Aim. To evaluate the efficacy and safety of direct oral anticoagulants (DOACs) in patients with atrial fibrillation (AF) and stages I-III chronic kidney disease (CKD). Subjects and methods. The cohort parallel-group study included 92 patients with AF and stages I-III diabetic and non-diabetic CKD, who were treated with DOACs (dabigatran, rivaroxaban, or apixaban) and vitamin K antagonists (warfarin). The follow-up duration was 12 months. Results. Thromboembolic events and bleeding, which required patient hospitalization or blood transfusions, were not recorded during 1-year follow-up. There was no clinically significant progression of CKD in the groups of therapy with vitamin K antagonists or DOACs.
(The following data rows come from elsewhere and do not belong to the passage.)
#[async_trait]
impl QueueStore for PostgresQueueStore {
    async fn enqueue(
        &self,
        task: &str,
        credential_id: Uuid,
        priority: i32,
        timeout_seconds: i32,
        model: &str,
        hitl_mode: HitlMode,
        max_retries: i32,
        idempotency_key: Option<&str>,
    ) -> QueueResult<Job> {
        if let Some(key) = idempotency_key {
            if let Some(existing) = self.find_by_idempotency_key(credential_id, key).await? {
                return Ok(existing);
            }
        }

        let id = Uuid::new_v4();
        let job = sqlx::query_as::<_, Job>(&format!(
            r#"
            INSERT INTO jobs
                (id, credential_id, task, priority, timeout_seconds, model, hitl_mode, status,
                 tools_discovered, retry_count, max_retries, created_at, idempotency_key)
            VALUES ($1, $2, $3, $4, $5, $6, 'queued', '[]'::jsonb, 0, $7, NOW(), $8)
            RETURNING {JOB_COLUMNS}
            "#
        ))
        .bind(id)
        .bind(credential_id)
        .bind(task)
        .bind(priority)
        .bind(timeout_seconds)
        .bind(model)
        .bind(hitl_mode)
        .bind(max_retries)
        .bind(idempotency_key)
        .fetch_one(&self.db)
        .await?;

        Ok(job)
    }

    async fn claim_next(&self, worker_id: &str) -> QueueResult<Option<Job>> {
        let job = sqlx::query_as::<_, Job>(&format!(
            r#"
            WITH next_job AS (
                SELECT id FROM jobs
                WHERE status = 'queued'
                ORDER BY priority DESC, created_at ASC
                LIMIT 1
                FOR UPDATE SKIP LOCKED
            )
            UPDATE jobs
            SET status = 'running', worker_id = $1, started_at = NOW()
            WHERE id IN (SELECT id FROM next_job)
            RETURNING {JOB_COLUMNS}
            "#
        ))
        .bind(worker_id)
        .fetch_optional(&self.db)
        .await?;

        Ok(job)
    }

    async fn complete(&self, id: Uuid, result_text: &str) -> QueueResult<()> {
        let result = sqlx::query(
            r#"
            UPDATE jobs
            SET status = 'completed', result = $2, completed_at = NOW()
            WHERE id = $1 AND status = 'running'
            "#,
        )
        .bind(id)
        .bind(result_text)
        .execute(&self.db)
        .await?;

        if result.rows_affected() == 0 {
            self.ensure_idempotent_or_conflict(id, JobStatus::Completed).await?;
        }
        Ok(())
    }

    async fn fail(&self, id: Uuid, error_text: &str) -> QueueResult<()> {
        let result = sqlx::query(
            r#"
            UPDATE jobs
            SET status = 'failed', error = $2, completed_at = NOW()
            WHERE id = $1 AND status = 'running'
            "#,
        )
        .bind(id)
        .bind(error_text)
        .execute(&self.db)
        .await?;

        if result.rows_affected() == 0 {
            self.ensure_idempotent_or_conflict(id, JobStatus::Failed).await?;
        }
        Ok(())
    }

    async fn release(&self, id: Uuid) -> QueueResult<()> {
        sqlx::query(
            r#"
            UPDATE jobs
            SET status = 'queued', worker_id = NULL, started_at = NULL
            WHERE id = $1 AND status = 'running'
            "#,
        )
        .bind(id)
        .execute(&self.db)
        .await?;
        Ok(())
    }

    async fn park(&self, id: Uuid, question: &str, execution_state: serde_json::Value) -> QueueResult<()> {
        let result = sqlx::query(
            r#"
            UPDATE jobs
            SET status = 'waiting_for_user', agent_question = $2, execution_state = $3, paused_at = NOW()
            WHERE id = $1 AND status = 'running'
            "#,
        )
        .bind(id)
        .bind(question)
        .bind(execution_state)
        .execute(&self.db)
        .await?;

        if result.rows_affected() == 0 {
            return Err(QueueError::InvalidTransition);
        }
        Ok(())
    }

    async fn respond(&self, id: Uuid, user_answer: &str) -> QueueResult<Job> {
        let current = self.get(id).await?.ok_or(QueueError::NotFound)?;
        if current.status != JobStatus::WaitingForUser {
            return Err(QueueError::InvalidTransition);
        }

        let mut state: crate::kernel::models::ExecutionState = current
            .execution_state
            .as_ref()
            .and_then(|v| serde_json::from_value(v.clone()).ok())
            .unwrap_or_else(|| crate::kernel::models::ExecutionState::new(Vec::new()));

        state
            .conversation_history
            .push(crate::kernel::models::ConversationMessage::User {
                content: user_answer.to_string(),
            });
        state.resumed_count += 1;
        state.last_checkpoint_at = Utc::now();

        let state_json = serde_json::to_value(&state).map_err(|e| {
            QueueError::Db(sqlx::Error::Decode(Box::new(e)))
        })?;

        let job = sqlx::query_as::<_, Job>(&format!(
            r#"
            UPDATE jobs
            SET status = 'queued', user_answer = $2, execution_state = $3,
                agent_question = NULL, paused_at = NULL
            WHERE id = $1 AND status = 'waiting_for_user'
            RETURNING {JOB_COLUMNS}
            "#
        ))
        .bind(id)
        .bind(user_answer)
        .bind(state_json)
        .fetch_optional(&self.db)
        .await?
        .ok_or(QueueError::InvalidTransition)?;

        Ok(job)
    }

    async fn cancel(&self, id: Uuid) -> QueueResult<()> {
        let result = sqlx::query(
            r#"
            UPDATE jobs
            SET status = 'cancelled', completed_at = NOW()
            WHERE id = $1 AND status IN ('queued', 'waiting_for_user')
            "#,
        )
        .bind(id)
        .execute(&self.db)
        .await?;

        if result.rows_affected() == 0 {
            return Err(QueueError::InvalidTransition);
        }
        Ok(())
    }

    async fn get(&self, id: Uuid) -> QueueResult<Option<Job>> {
        let job = sqlx::query_as::<_, Job>(&format!("SELECT {JOB_COLUMNS} FROM jobs WHERE id = $1"))
            .bind(id)
            .fetch_optional(&self.db)
            .await?;
        Ok(job)
    }

    async fn list(&self, filter: JobFilter) -> QueueResult<Vec<Job>> {
        let jobs = sqlx::query_as::<_, Job>(&format!(
            r#"
            SELECT {JOB_COLUMNS} FROM jobs
            WHERE ($1::uuid IS NULL OR credential_id = $1)
              AND ($2::text IS NULL OR status = $2)
            ORDER BY created_at DESC
            LIMIT $3 OFFSET $4
            "#
        ))
        .bind(filter.credential_id)
        .bind(filter.status.map(|s| serde_json::to_value(s).unwrap().as_str().unwrap().to_string()))
        .bind(filter.limit)
        .bind(filter.offset)
        .fetch_all(&self.db)
        .await?;
        Ok(jobs)
    }

    async fn append_log(&self, id: Uuid, level: LogLevel, message: &str, metadata: Option<serde_json::Value>) {
        // Best-effort: log failures must never fail the job (§4.3, §7).
        let result = sqlx::query(
            r#"
            INSERT INTO job_logs (id, job_id, sequence, level, message, metadata, created_at)
            VALUES ($1, $2, (SELECT COALESCE(MAX(sequence), 0) + 1 FROM job_logs WHERE job_id = $2), $3, $4, $5, NOW())
            "#,
        )
        .bind(Uuid::new_v4())
        .bind(id)
        .bind(level)
        .bind(message)
        .bind(metadata)
        .execute(&self.db)
        .await;

        match level {
            LogLevel::Debug => tracing::debug!(job_id = %id, "{message}"),
            LogLevel::Info => tracing::info!(job_id = %id, "{message}"),
            LogLevel::Warn => tracing::warn!(job_id = %id, "{message}"),
            LogLevel::Error => tracing::error!(job_id = %id, "{message}"),
        }

        if let Err(e) = result {
            tracing::warn!(job_id = %id, error = %e, "failed to append job log");
        }
    }

    async fn list_logs(&self, id: Uuid, limit: i64, offset: i64) -> QueueResult<Vec<JobLog>> {
        let logs = sqlx::query_as::<_, JobLog>(
            r#"
            SELECT id, job_id, sequence, level, message, metadata, created_at
            FROM job_logs WHERE job_id = $1
            ORDER BY sequence ASC
            LIMIT $2 OFFSET $3
            "#,
        )
        .bind(id)
        .bind(limit)
        .bind(offset)
        .fetch_all(&self.db)
        .await?;
        Ok(logs)
    }

    async fn list_artifacts(&self, id: Uuid) -> QueueResult<Vec<JobArtifact>> {
        let artifacts = sqlx::query_as::<_, JobArtifact>(
            "SELECT id, job_id, filename, mime_type, storage_path, public_url, size_bytes, created_at \
             FROM job_artifacts WHERE job_id = $1 ORDER BY created_at ASC",
        )
        .bind(id)
        .fetch_all(&self.db)
        .await?;
        Ok(artifacts)
    }

    async fn add_artifact(
        &self,
        job_id: Uuid,
        filename: &str,
        mime_type: &str,
        storage_path: &str,
        public_url: &str,
        size_bytes: i64,
    ) -> QueueResult<JobArtifact> {
        let artifact = sqlx::query_as::<_, JobArtifact>(
            r#"
            INSERT INTO job_artifacts (id, job_id, filename, mime_type, storage_path, public_url, size_bytes, created_at)
            VALUES ($1, $2, $3, $4, $5, $6, $7, NOW())
            RETURNING id, job_id, filename, mime_type, storage_path, public_url, size_bytes, created_at
            "#,
        )
        .bind(Uuid::new_v4())
        .bind(job_id)
        .bind(filename)
        .bind(mime_type)
        .bind(storage_path)
        .bind(public_url)
        .bind(size_bytes)
        .fetch_one(&self.db)
        .await?;
        Ok(artifact)
    }

    async fn add_attachment(
        &self,
        job_id: Option<Uuid>,
        filename: &str,
        mime_type: &str,
        storage_path: &str,
        public_url: &str,
        size_bytes: i64,
    ) -> QueueResult<JobAttachment> {
        let attachment = sqlx::query_as::<_, JobAttachment>(
            r#"
            INSERT INTO job_attachments (id, job_id, filename, mime_type, storage_path, public_url, size_bytes, created_at)
            VALUES ($1, $2, $3, $4, $5, $6, $7, NOW())
            RETURNING id, job_id, filename, mime_type, storage_path, public_url, size_bytes, created_at
            "#,
        )
        .bind(Uuid::new_v4())
        .bind(job_id)
        .bind(filename)
        .bind(mime_type)
        .bind(storage_path)
        .bind(public_url)
        .bind(size_bytes)
        .fetch_one(&self.db)
        .await?;
        Ok(attachment)
    }

    async fn list_attachments(&self, job_id: Uuid) -> QueueResult<Vec<JobAttachment>> {
        let attachments = sqlx::query_as::<_, JobAttachment>(
            "SELECT id, job_id, filename, mime_type, storage_path, public_url, size_bytes, created_at \
             FROM job_attachments WHERE job_id = $1 ORDER BY created_at ASC",
        )
        .bind(job_id)
        .fetch_all(&self.db)
        .await?;
        Ok(attachments)
    }

    async fn link_attachments(&self, job_id: Uuid, attachment_ids: &[Uuid]) -> QueueResult<()> {
        if attachment_ids.is_empty() {
            return Ok(());
        }
        sqlx::query("UPDATE job_attachments SET job_id = $1 WHERE id = ANY($2) AND job_id IS NULL")
            .bind(job_id)
            .bind(attachment_ids)
            .execute(&self.db)
            .await?;
        Ok(())
    }

    async fn set_discovered_tools(&self, id: Uuid, names: &[String]) -> QueueResult<()> {
        sqlx::query("UPDATE jobs SET tools_discovered = $2 WHERE id = $1")
            .bind(id)
            .bind(serde_json::to_value(names).unwrap())
            .execute(&self.db)
            .await?;
        Ok(())
    }

    async fn recover_stale(&self, stale_threshold_secs: i64) -> QueueResult<u64> {
        // A running job is stale iff started too long ago AND its worker's
        // heartbeat is also stale (§4.3) — checking only started_at would
        // release jobs whose worker is alive and still making progress.
        let released = sqlx::query(
            r#"
            UPDATE jobs j
            SET status = 'queued', worker_id = NULL, started_at = NULL,
                retry_count = retry_count + 1
            WHERE j.status = 'running'
              AND j.started_at < NOW() - ($1 || ' seconds')::INTERVAL
              AND j.retry_count < j.max_retries
              AND EXISTS (
                  SELECT 1 FROM workers w
                  WHERE w.id = j.worker_id AND w.last_heartbeat < NOW() - INTERVAL '120 seconds'
              )
            "#,
        )
        .bind(stale_threshold_secs.to_string())
        .execute(&self.db)
        .await?;

        let failed = sqlx::query(
            r#"
            UPDATE jobs j
            SET status = 'failed', error = 'worker lost', completed_at = NOW()
            WHERE j.status = 'running'
              AND j.started_at < NOW() - ($1 || ' seconds')::INTERVAL
              AND j.retry_count >= j.max_retries
              AND EXISTS (
                  SELECT 1 FROM workers w
                  WHERE w.id = j.worker_id AND w.last_heartbeat < NOW() - INTERVAL '120 seconds'
              )
            "#,
        )
        .bind(stale_threshold_secs.to_string())
        .execute(&self.db)
        .await?;

        Ok(released.rows_affected() + failed.rows_affected())
    }

    async fn upsert_worker_heartbeat(
        &self,
        id: &str,
        hostname: &str,
        version: &str,
        active_job_count: i32,
        draining: bool,
    ) -> QueueResult<()> {
        let status = if draining { "draining" } else { "active" };
        sqlx::query(
            r#"
            INSERT INTO workers (id, hostname, version, status, active_job_count, last_heartbeat)
            VALUES ($1, $2, $3, $4, $5, NOW())
            ON CONFLICT (id) DO UPDATE
            SET hostname = $2, version = $3, status = $4, active_job_count = $5, last_heartbeat = NOW()
            "#,
        )
        .bind(id)
        .bind(hostname)
        .bind(version)
        .bind(status)
        .bind(active_job_count)
        .execute(&self.db)
        .await?;
        Ok(())
    }

    async fn mark_worker_dead(&self, id: &str) -> QueueResult<()> {
        sqlx::query("UPDATE workers SET status = 'dead' WHERE id = $1")
            .bind(id)
            .execute(&self.db)
            .await?;
        Ok(())
    }

    async fn list_workers(&self, status: Option<&str>) -> QueueResult<Vec<Worker>> {
        let workers = sqlx::query_as::<_, Worker>(
            r#"
            SELECT id, hostname, version, status, active_job_count, last_heartbeat
            FROM workers
            WHERE ($1::text IS NULL OR status = $1)
            ORDER BY last_heartbeat DESC
            "#,
        )
        .bind(status)
        .fetch_all(&self.db)
        .await?;
        Ok(workers)
    }

    async fn get_worker(&self, id: &str) -> QueueResult<Option<Worker>> {
        let worker = sqlx::query_as::<_, Worker>(
            "SELECT id, hostname, version, status, active_job_count, last_heartbeat FROM workers WHERE id = $1",
        )
        .bind(id)
        .fetch_optional(&self.db)
        .await?;
        Ok(worker)
    }
}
Just the same, a more intense decrease in glomerular filtration rate and a high rate of hemorrhagic complications were revealed in the subgroup of patients with diabetes mellitus (DM) versus those with non-diabetic CKD. Conclusion. In patients with non-valvular AF and diabetic and non-diabetic CKD, the use of DOACs effectively and safely prevents thromboembolic events, irrespective of the stage of CKD. At the same time, in patients taking anticoagulants, CKD progresses more rapidly in the presence of DM than in its absence, regardless of a specific anticoagulant. Hemorrhagic complications are more common in patients with AF, DM, and CKD, which requires more frequent monitoring of their kidney function.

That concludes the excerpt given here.